### Exercise:
Copy each line of the records below that has "EndpointAttempt" in it.

══ Exercise inputs

#[cfg(test)]
mod tests {
    use super::*;
    use serde_json::json;
    use wiremock::matchers::{body_json, method, path};
    use wiremock::{Mock, MockServer, ResponseTemplate};

    fn client_for(server: &MockServer) -> MlClient {
        MlClient::new(MlClientConfig::with_base_url(&server.uri())).unwrap()
    }

    #[test]
    fn test_config_defaults() {
        let config = MlClientConfig::default();
        assert_eq!(config.disease_url, DEFAULT_DISEASE_URL);
        assert_eq!(config.timeout, Duration::from_secs(30));
        assert_eq!(config.crop_paths.len(), 6);
        assert!(config.probes_crop_paths());
    }

    #[test]
    fn test_config_rejects_bad_url() {
        let config = MlClientConfig {
            crop_base_url: "not a url".to_string(),
            ..MlClientConfig::default()
        };
        assert!(matches!(config.validate(), Err(MlError::InvalidConfig(_))));
    }

    #[test]
    fn test_normalize_path() {
        assert_eq!(normalize_path("recommend"), "/recommend");
        assert_eq!(normalize_path(" /api/predict "), "/api/predict");
    }

    #[tokio::test]
    async fn test_classify_sends_data_url() {
        let server = MockServer::start().await;
        let upstream = json!({"data": [{"status": "Healthy", "overall_confidence": 0.97}]});

        Mock::given(method("POST"))
            .and(path("/run/predict"))
            .and(body_json(json!({"data": ["data:image/png;base64,bGVhZg=="]})))
            .respond_with(ResponseTemplate::new(200).set_body_json(upstream.clone()))
            .expect(1)
            .mount(&server)
            .await;

        let body = client_for(&server).classify_image("image/png", b"leaf").await;
        assert_eq!(tokio_test::assert_ok!(body), upstream);
    }

    #[tokio::test]
    async fn test_classify_upstream_error() {
        let server = MockServer::start().await;
        Mock::given(method("POST"))
            .and(path("/run/predict"))
            .respond_with(ResponseTemplate::new(503).set_body_string("sleeping"))
            .expect(1)
            .mount(&server)
            .await;

        let err = client_for(&server)
            .classify_image("image/jpeg", b"x")
            .await
            .unwrap_err();
        assert!(matches!(err, MlError::UpstreamStatus { status: 503, .. }));
        assert_eq!(err.to_string(), "Request failed with status code 503");
    }

    #[tokio::test]
    async fn test_classify_timeout() {
        let server = MockServer::start().await;
        Mock::given(method("POST"))
            .respond_with(
                ResponseTemplate::new(200)
                    .set_body_json(json!({}))
                    .set_delay(Duration::from_millis(500)),
            )
            .mount(&server)
            .await;

        let mut config = MlClientConfig::with_base_url(&server.uri());
        config.timeout = Duration::from_millis(50);
        let client = MlClient::new(config).unwrap();

        let err = client.classify_image("image/png", b"x").await.unwrap_err();
        assert!(matches!(err, MlError::Timeout(50)));
    }

    #[tokio::test]
    async fn test_crop_first_success_wins() {
        let server = MockServer::start().await;
        let answer = json!({"crop": "rice", "confidence": 0.9});

        Mock::given(method("POST"))
            .and(path("/recommend"))
            .respond_with(ResponseTemplate::new(404))
            .expect(1)
            .mount(&server)
            .await;
        Mock::given(method("POST"))
            .and(path("/predict"))
            .respond_with(ResponseTemplate::new(500))
            .expect(1)
            .mount(&server)
            .await;
        Mock::given(method("POST"))
            .and(path("/api/recommend"))
            .respond_with(ResponseTemplate::new(200).set_body_json(answer.clone()))
            .expect(1)
            .mount(&server)
            .await;
        // Later candidates must never be reached
        Mock::given(method("POST"))
            .and(path("/api/predict"))
            .respond_with(ResponseTemplate::new(200).set_body_json(json!({"crop": "wrong"})))
            .expect(0)
            .mount(&server)
            .await;

        let result = client_for(&server)
            .recommend_crop(&json!({"nitrogen": 90.0}))
            .await
            .unwrap();

        assert_eq!(result.path, "/api/recommend");
        assert_eq!(result.body, answer);
        assert_eq!(
            result.failed_attempts,
            vec![
                EndpointAttempt { path: "/recommend".to_string(), reason: "404".to_string() },
                EndpointAttempt { path: "/predict".to_string(), reason: "500".to_string() },
            ]
        );
    }

    #[tokio::test]
    async fn test_crop_non_json_success_is_skipped() {
        let server = MockServer::start().await;
        Mock::given(method("POST"))
            .and(path("/recommend"))
            .respond_with(ResponseTemplate::new(200).set_body_string("<html>space</html>"))
            .mount(&server)
            .await;
        Mock::given(method("POST"))
            .and(path("/predict"))
            .respond_with(ResponseTemplate::new(200).set_body_json(json!({"crop": "maize"})))
            .mount(&server)
            .await;

        let result = client_for(&server).recommend_crop(&json!({})).await.unwrap();
        assert_eq!(result.path, "/predict");
        assert_eq!(result.failed_attempts.len(), 1);
    }

    #[tokio::test]
    async fn test_crop_all_candidates_fail_in_order() {
        let server = MockServer::start().await;
        Mock::given(method("POST"))
            .respond_with(ResponseTemplate::new(404))
            .expect(6)
            .mount(&server)
            .await;

        let err = client_for(&server).recommend_crop(&json!({})).await.unwrap_err();
        let MlError::NoEndpointMatched(attempts) = err else {
            panic!("expected NoEndpointMatched");
        };
        let tried: Vec<&str> = attempts.iter().map(|a| a.path.as_str()).collect();
        assert_eq!(tried, CROP_CANDIDATE_PATHS.to_vec());

        let requests = server.received_requests().await.unwrap();
        let order: Vec<&str> = requests.iter().map(|r| r.url.path()).collect();
        assert_eq!(order, CROP_CANDIDATE_PATHS.to_vec());
    }

    #[tokio::test]
    async fn test_crop_pinned_path_does_not_probe() {
        let server = MockServer::start().await;
        Mock::given(method("POST"))
            .and(path("/recommend"))
            .respond_with(ResponseTemplate::new(404))
            .expect(1)
            .mount(&server)
            .await;

        let mut config = MlClientConfig::with_base_url(&server.uri());
        config.crop_paths = vec!["/recommend".to_string()];
        assert!(!config.probes_crop_paths());
        let client = MlClient::new(config).unwrap();

        let err = client.recommend_crop(&json!({})).await.unwrap_err();
        assert!(matches!(err, MlError::NoEndpointMatched(ref a) if a.len() == 1));
    }

    #[tokio::test]
    async fn test_crop_health() {
        let server = MockServer::start().await;
        Mock::given(method("GET"))
            .and(path("/health"))
            .respond_with(
                ResponseTemplate::new(200)
                    .set_body_json(json!({"status": "healthy", "model_initialized": true})),
            )
            .mount(&server)
            .await;

        assert!(client_for(&server).crop_health().await.unwrap());
    }

    #[tokio::test]
    async fn test_disease_health_unreachable() {
        let server = MockServer::start().await;
        Mock::given(method("GET"))
            .and(path("/"))
            .respond_with(ResponseTemplate::new(502))
            .mount(&server)
            .await;

        assert!(!client_for(&server).disease_health().await.unwrap());
    }
}
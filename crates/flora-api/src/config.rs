//! API configuration.

/// Default upload limit for leaf images (10MB).
pub const DEFAULT_MAX_UPLOAD_BYTES: usize = 10 * 1024 * 1024;

/// Room for multipart boundaries and headers on top of the image itself.
const MULTIPART_OVERHEAD_BYTES: usize = 64 * 1024;

/// API server configuration.
#[derive(Debug, Clone)]
pub struct ApiConfig {
    /// Server host
    pub host: String,
    /// Server port
    pub port: u16,
    /// CORS origins
    pub cors_origins: Vec<String>,
    /// Rate limit requests per second (per client IP)
    pub rate_limit_rps: u32,
    /// Max accepted image size
    pub max_upload_bytes: usize,
    /// Environment (development/production)
    pub environment: String,
    /// Expose Prometheus metrics at /metrics
    pub metrics_enabled: bool,
}

impl Default for ApiConfig {
    fn default() -> Self {
        Self {
            host: "0.0.0.0".to_string(),
            port: 5000,
            cors_origins: vec!["http://localhost:3000".to_string()],
            rate_limit_rps: 10,
            max_upload_bytes: DEFAULT_MAX_UPLOAD_BYTES,
            environment: "development".to_string(),
            metrics_enabled: true,
        }
    }
}

impl ApiConfig {
    /// Create config from environment variables.
    pub fn from_env() -> Self {
        let defaults = Self::default();
        Self {
            host: std::env::var("API_HOST").unwrap_or(defaults.host),
            port: std::env::var("PORT")
                .or_else(|_| std::env::var("API_PORT"))
                .ok()
                .and_then(|s| s.parse().ok())
                .unwrap_or(defaults.port),
            cors_origins: std::env::var("CORS_ORIGINS")
                .map(|s| s.split(',').map(|s| s.trim().to_string()).collect())
                .unwrap_or(defaults.cors_origins),
            rate_limit_rps: std::env::var("RATE_LIMIT_RPS")
                .ok()
                .and_then(|s| s.parse().ok())
                .unwrap_or(defaults.rate_limit_rps),
            max_upload_bytes: std::env::var("MAX_UPLOAD_BYTES")
                .ok()
                .and_then(|s| s.parse().ok())
                .unwrap_or(defaults.max_upload_bytes),
            environment: std::env::var("ENVIRONMENT").unwrap_or(defaults.environment),
            metrics_enabled: std::env::var("METRICS_ENABLED")
                .map(|v| v == "true" || v == "1")
                .unwrap_or(defaults.metrics_enabled),
        }
    }

    /// Request body limit: the image plus multipart framing.
    pub fn max_body_bytes(&self) -> usize {
        self.max_upload_bytes + MULTIPART_OVERHEAD_BYTES
    }
}

#[cfg(test)]
mod tests {
    use super::*;

    #[test]
    fn test_defaults() {
        let config = ApiConfig::default();
        assert_eq!(config.port, 5000);
        assert_eq!(config.max_upload_bytes, 10 * 1024 * 1024);
        assert_eq!(config.environment, "development");
        assert!(config.max_body_bytes() > config.max_upload_bytes);
    }
}
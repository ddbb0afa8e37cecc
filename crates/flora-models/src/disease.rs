//! Disease detection models.
//!
//! The upstream classifier is fed a base64 data URL and answers with an
//! opaque JSON document. The envelope keeps that document verbatim and only
//! adds provenance fields around it.

use base64::{engine::general_purpose::STANDARD, Engine};
use chrono::{DateTime, SecondsFormat, Utc};
use serde::{Deserialize, Serialize};
use serde_json::Value;

/// Model name reported in every success envelope.
pub const DISEASE_MODEL_NAME: &str = "Plant Disease Detection (Hugging Face Space)";

/// Static hint attached to every failure envelope.
pub const DISEASE_FAILURE_HINT: &str =
    "Make sure the Hugging Face Space is running and supports /run/predict endpoint";

/// Documentation link attached to every failure envelope.
pub const DISEASE_FAILURE_REFERENCE: &str =
    "https://huggingface.co/docs/api-inference/detailed_parameters#image-inputs";

/// Map a declared MIME type to the subtype used in the data URL.
///
/// Unrecognized types fall back to `jpeg`.
pub fn mime_subtype(mime: &str) -> &'static str {
    match mime.trim().to_ascii_lowercase().as_str() {
        "image/jpeg" | "image/jpg" => "jpeg",
        "image/png" => "png",
        "image/webp" => "webp",
        "image/bmp" => "bmp",
        "image/gif" => "gif",
        "image/svg+xml" => "svg+xml",
        _ => "jpeg",
    }
}

/// Whether a declared content type is an image type.
pub fn is_image_mime(mime: &str) -> bool {
    mime.trim().to_ascii_lowercase().starts_with("image/")
}

/// Build the `data:image/<subtype>;base64,...` URL sent upstream.
pub fn image_data_url(mime: &str, bytes: &[u8]) -> String {
    format!("data:image/{};base64,{}", mime_subtype(mime), STANDARD.encode(bytes))
}

/// Success envelope around the raw upstream prediction.
#[derive(Debug, Clone, Serialize, Deserialize)]
pub struct DiseaseEnvelope {
    pub success: bool,
    pub model: String,
    pub source: String,
    /// RFC 3339 UTC timestamp of the response
    pub timestamp: String,
    /// Upstream response, unmodified
    pub prediction: Value,
    /// Readable verdict, when the prediction has a recognizable shape
    #[serde(skip_serializing_if = "Option::is_none")]
    pub verdict: Option<DiseaseVerdict>,
}

impl DiseaseEnvelope {
    /// Wrap an upstream prediction.
    pub fn new(source: impl Into<String>, prediction: Value) -> Self {
        Self::at(source, prediction, Utc::now())
    }

    /// Wrap an upstream prediction with an explicit timestamp.
    pub fn at(source: impl Into<String>, prediction: Value, now: DateTime<Utc>) -> Self {
        let verdict = DiseaseVerdict::from_prediction(&prediction);
        Self {
            success: true,
            model: DISEASE_MODEL_NAME.to_string(),
            source: source.into(),
            timestamp: now.to_rfc3339_opts(SecondsFormat::Millis, true),
            prediction,
            verdict,
        }
    }
}

/// Failure envelope returned when the upstream call fails for any reason.
#[derive(Debug, Clone, Serialize, Deserialize)]
pub struct DiseaseFailure {
    pub success: bool,
    pub error: String,
    pub message: String,
    pub hint: String,
    pub reference: String,
}

impl DiseaseFailure {
    pub fn new(message: impl Into<String>) -> Self {
        Self {
            success: false,
            error: "Disease detection failed".to_string(),
            message: message.into(),
            hint: DISEASE_FAILURE_HINT.to_string(),
            reference: DISEASE_FAILURE_REFERENCE.to_string(),
        }
    }
}

/// Loose reading of `{status, overall_confidence}` out of a prediction.
#[derive(Debug, Clone, PartialEq, Serialize, Deserialize)]
pub struct DiseaseVerdict {
    /// "Healthy" or "Diseased" as reported upstream
    pub status: String,
    /// Confidence in `[0, 1]`
    pub confidence: f64,
    /// Confidence formatted as a percentage with two decimals
    pub confidence_percent: String,
}

impl DiseaseVerdict {
    /// Find a verdict at the top level, under `prediction`, or as the first
    /// element of a Gradio-style `data` array.
    pub fn from_prediction(value: &Value) -> Option<Self> {
        Self::read(value)
            .or_else(|| value.get("prediction").and_then(Self::read))
            .or_else(|| {
                value
                    .get("data")
                    .and_then(Value::as_array)
                    .and_then(|items| items.first())
                    .and_then(Self::read)
            })
    }

    fn read(value: &Value) -> Option<Self> {
        let status = value.get("status")?.as_str()?.to_string();
        let confidence = value.get("overall_confidence")?.as_f64()?;
        Some(Self {
            status,
            confidence,
            confidence_percent: format!("{:.2}%", confidence * 100.0),
        })
    }
}
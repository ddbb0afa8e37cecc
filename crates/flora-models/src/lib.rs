//! Shared data models for the Flora plant-care gateway.
//!
//! This crate provides Serde-serializable types for:
//! - Disease detection envelopes and image data URLs
//! - Crop recommendation parameters and result summaries
//! - The keyword-driven plant assistant

pub mod assistant;
pub mod crop;
pub mod disease;

// Re-export common types
pub use assistant::{reply_for, AssistantMessage, ChatRequest, Sender, GREETING};
pub use crop::{CropFailure, CropParams, RecommendationSummary, Season, Suitability, CROP_FIELDS};
pub use disease::{
    image_data_url, is_image_mime, mime_subtype, DiseaseEnvelope, DiseaseFailure, DiseaseVerdict,
    DISEASE_MODEL_NAME,
};
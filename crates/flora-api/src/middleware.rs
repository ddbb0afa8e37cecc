//! API middleware.

use std::collections::HashMap;
use std::net::{IpAddr, SocketAddr};
use std::num::NonZeroU32;
use std::sync::Arc;
use std::time::{Duration, Instant};

use axum::body::Body;
use axum::extract::{ConnectInfo, State};
use axum::http::{header, HeaderName, HeaderValue, Method, Request, Response, StatusCode};
use axum::middleware::Next;
use axum::response::IntoResponse;
use axum::Json;
use governor::clock::DefaultClock;
use governor::state::{InMemoryState, NotKeyed};
use governor::{Quota, RateLimiter};
use serde_json::json;
use tokio::sync::RwLock;
use tower_http::cors::{Any, CorsLayer};
use tracing::{info, warn};
use uuid::Uuid;

use crate::metrics;

/// Per-IP rate limiter using governor.
pub type IpRateLimiter = RateLimiter<NotKeyed, InMemoryState, DefaultClock>;

/// Upper bound on tracked client IPs.
const MAX_RATE_LIMITER_ENTRIES: usize = 10_000;

/// IP-based rate limiter cache with automatic cleanup.
#[derive(Clone)]
pub struct RateLimiterCache {
    limiters: Arc<RwLock<HashMap<IpAddr, (Arc<IpRateLimiter>, Instant)>>>,
    quota: Quota,
    ttl: Duration,
}

impl RateLimiterCache {
    /// Create a new rate limiter cache.
    pub fn new(requests_per_second: u32) -> Self {
        let quota = Quota::per_second(NonZeroU32::new(requests_per_second).unwrap_or(NonZeroU32::MIN));
        Self {
            limiters: Arc::new(RwLock::new(HashMap::new())),
            quota,
            ttl: Duration::from_secs(3600),
        }
    }

    /// Drop expired limiters, then the oldest ones if still over capacity.
    async fn cleanup_expired(&self) {
        let mut limiters = self.limiters.write().await;
        let now = Instant::now();

        limiters.retain(|_, (_, created_at)| now.duration_since(*created_at) < self.ttl);

        if limiters.len() >= MAX_RATE_LIMITER_ENTRIES {
            let mut entries: Vec<_> = limiters.iter().map(|(ip, (_, t))| (*ip, *t)).collect();
            entries.sort_by_key(|(_, t)| *t);

            let to_remove = limiters.len() + 1 - MAX_RATE_LIMITER_ENTRIES;
            for (ip, _) in entries.into_iter().take(to_remove) {
                limiters.remove(&ip);
            }
            warn!("Rate limiter cache at capacity, removed {} entries", to_remove);
        }
    }

    /// Get or create a rate limiter for an IP.
    pub async fn get_limiter(&self, ip: IpAddr) -> Arc<IpRateLimiter> {
        {
            let limiters = self.limiters.read().await;
            if let Some((limiter, _)) = limiters.get(&ip) {
                return Arc::clone(limiter);
            }
        }

        let mut limiters = self.limiters.write().await;
        // Another request may have inserted it meanwhile
        if let Some((limiter, _)) = limiters.get(&ip) {
            return Arc::clone(limiter);
        }

        if limiters.len() >= MAX_RATE_LIMITER_ENTRIES {
            drop(limiters);
            self.cleanup_expired().await;
            limiters = self.limiters.write().await;
        }

        let limiter = Arc::new(RateLimiter::direct(self.quota));
        limiters.insert(ip, (Arc::clone(&limiter), Instant::now()));
        limiter
    }

    /// Check rate limit for an IP.
    pub async fn check(&self, ip: IpAddr) -> bool {
        self.get_limiter(ip).await.check().is_ok()
    }
}

/// Create CORS layer.
pub fn cors_layer(origins: &[String]) -> CorsLayer {
    let max_age = Duration::from_secs(600);

    if origins.iter().any(|o| o == "*") {
        // Wildcard origin cannot be combined with credentials
        return CorsLayer::new()
            .allow_methods(Any)
            .allow_headers(Any)
            .allow_origin(Any)
            .max_age(max_age);
    }

    let origins: Vec<HeaderValue> = origins.iter().filter_map(|o| o.parse().ok()).collect();

    CorsLayer::new()
        .allow_methods([Method::GET, Method::POST, Method::OPTIONS])
        .allow_headers([header::CONTENT_TYPE, header::ACCEPT, header::ORIGIN])
        .expose_headers([HeaderName::from_static("x-request-id")])
        .allow_credentials(true)
        .allow_origin(origins)
        .max_age(max_age)
}

/// Security headers middleware.
pub async fn security_headers(request: Request<Body>, next: Next) -> Response<Body> {
    let mut response = next.run(request).await;
    let headers = response.headers_mut();

    headers.insert(
        header::X_CONTENT_TYPE_OPTIONS,
        HeaderValue::from_static("nosniff"),
    );
    headers.insert(header::X_FRAME_OPTIONS, HeaderValue::from_static("DENY"));
    headers.insert(
        header::REFERRER_POLICY,
        HeaderValue::from_static("strict-origin-when-cross-origin"),
    );
    headers.insert(
        header::STRICT_TRANSPORT_SECURITY,
        HeaderValue::from_static("max-age=31536000; includeSubDomains"),
    );
    headers.insert(
        HeaderName::from_static("permissions-policy"),
        HeaderValue::from_static("camera=(), geolocation=(), microphone=(), payment=()"),
    );

    response
}

/// Request ID carried in request extensions.
#[derive(Debug, Clone)]
pub struct RequestId(pub String);

/// Request ID middleware.
pub async fn request_id(mut request: Request<Body>, next: Next) -> Response<Body> {
    let request_id = request
        .headers()
        .get("X-Request-ID")
        .and_then(|v| v.to_str().ok())
        .filter(|s| !s.is_empty() && s.len() <= 128)
        .map(|s| s.to_string())
        .unwrap_or_else(|| Uuid::new_v4().to_string());

    request.extensions_mut().insert(RequestId(request_id.clone()));

    let mut response = next.run(request).await;

    if let Ok(header_value) = HeaderValue::from_str(&request_id) {
        response.headers_mut().insert("X-Request-ID", header_value);
    }

    response
}

/// Request logging middleware.
pub async fn request_logging(request: Request<Body>, next: Next) -> Response<Body> {
    let method = request.method().clone();
    let uri = request.uri().clone();
    let request_id = request
        .extensions()
        .get::<RequestId>()
        .map(|id| id.0.clone())
        .unwrap_or_default();
    let start = Instant::now();

    let response = next.run(request).await;

    let status = response.status();
    let duration = start.elapsed();

    // Skip health check logging
    if !matches!(uri.path(), "/" | "/health" | "/healthz" | "/ready" | "/metrics") {
        info!(
            method = %method,
            uri = %uri,
            status = %status,
            request_id = %request_id,
            duration_ms = %duration.as_millis(),
            "Request completed"
        );
    }

    response
}

/// Rate limiting middleware using IP-based rate limiter.
pub async fn rate_limit_middleware(
    State(rate_limiter): State<Arc<RateLimiterCache>>,
    request: Request<Body>,
    next: Next,
) -> Response<Body> {
    if let Some(ip) = extract_client_ip(&request) {
        if !rate_limiter.check(ip).await {
            warn!(ip = %ip, path = %request.uri().path(), "Rate limit exceeded");
            metrics::record_rate_limit_hit(request.uri().path());
            return (
                StatusCode::TOO_MANY_REQUESTS,
                [(header::RETRY_AFTER, "1")],
                Json(json!({"error": "Rate limit exceeded. Please try again later."})),
            )
                .into_response();
        }
    }

    next.run(request).await
}

/// Extract client IP from proxy headers or connection info.
fn extract_client_ip(request: &Request<Body>) -> Option<IpAddr> {
    let from_header = |name: &str| -> Option<IpAddr> {
        request
            .headers()
            .get(name)
            .and_then(|v| v.to_str().ok())
            .and_then(|s| s.split(',').next())
            .and_then(|s| s.trim().parse().ok())
    };

    from_header("X-Forwarded-For")
        .or_else(|| from_header("X-Real-IP"))
        .or_else(|| {
            request
                .extensions()
                .get::<ConnectInfo<SocketAddr>>()
                .map(|ci| ci.0.ip())
        })
}

#[cfg(test)]
mod tests {
    use super::*;

    #[tokio::test]
    async fn test_rate_limiter_blocks_after_burst() {
        let cache = RateLimiterCache::new(2);
        let ip: IpAddr = "192.168.1.100".parse().unwrap();

        assert!(cache.check(ip).await);
        assert!(cache.check(ip).await);
        assert!(!cache.check(ip).await);

        // A different client has its own budget
        assert!(cache.check("10.0.0.1".parse().unwrap()).await);
        assert_eq!(cache.limiters.read().await.len(), 2);
    }

    #[test]
    fn test_extract_client_ip_prefers_forwarded_for() {
        let request = Request::builder()
            .header("X-Forwarded-For", "203.0.113.7, 10.0.0.1")
            .header("X-Real-IP", "198.51.100.2")
            .body(Body::empty())
            .unwrap();
        assert_eq!(extract_client_ip(&request), Some("203.0.113.7".parse().unwrap()));
    }

    #[test]
    fn test_extract_client_ip_missing() {
        let request = Request::builder().body(Body::empty()).unwrap();
        assert_eq!(extract_client_ip(&request), None);
    }
}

════

### Output below:
                EndpointAttempt { path: "/recommend".to_string(), reason: "404".to_string() },
                EndpointAttempt { path: "/predict".to_string(), reason: "500".to_string() },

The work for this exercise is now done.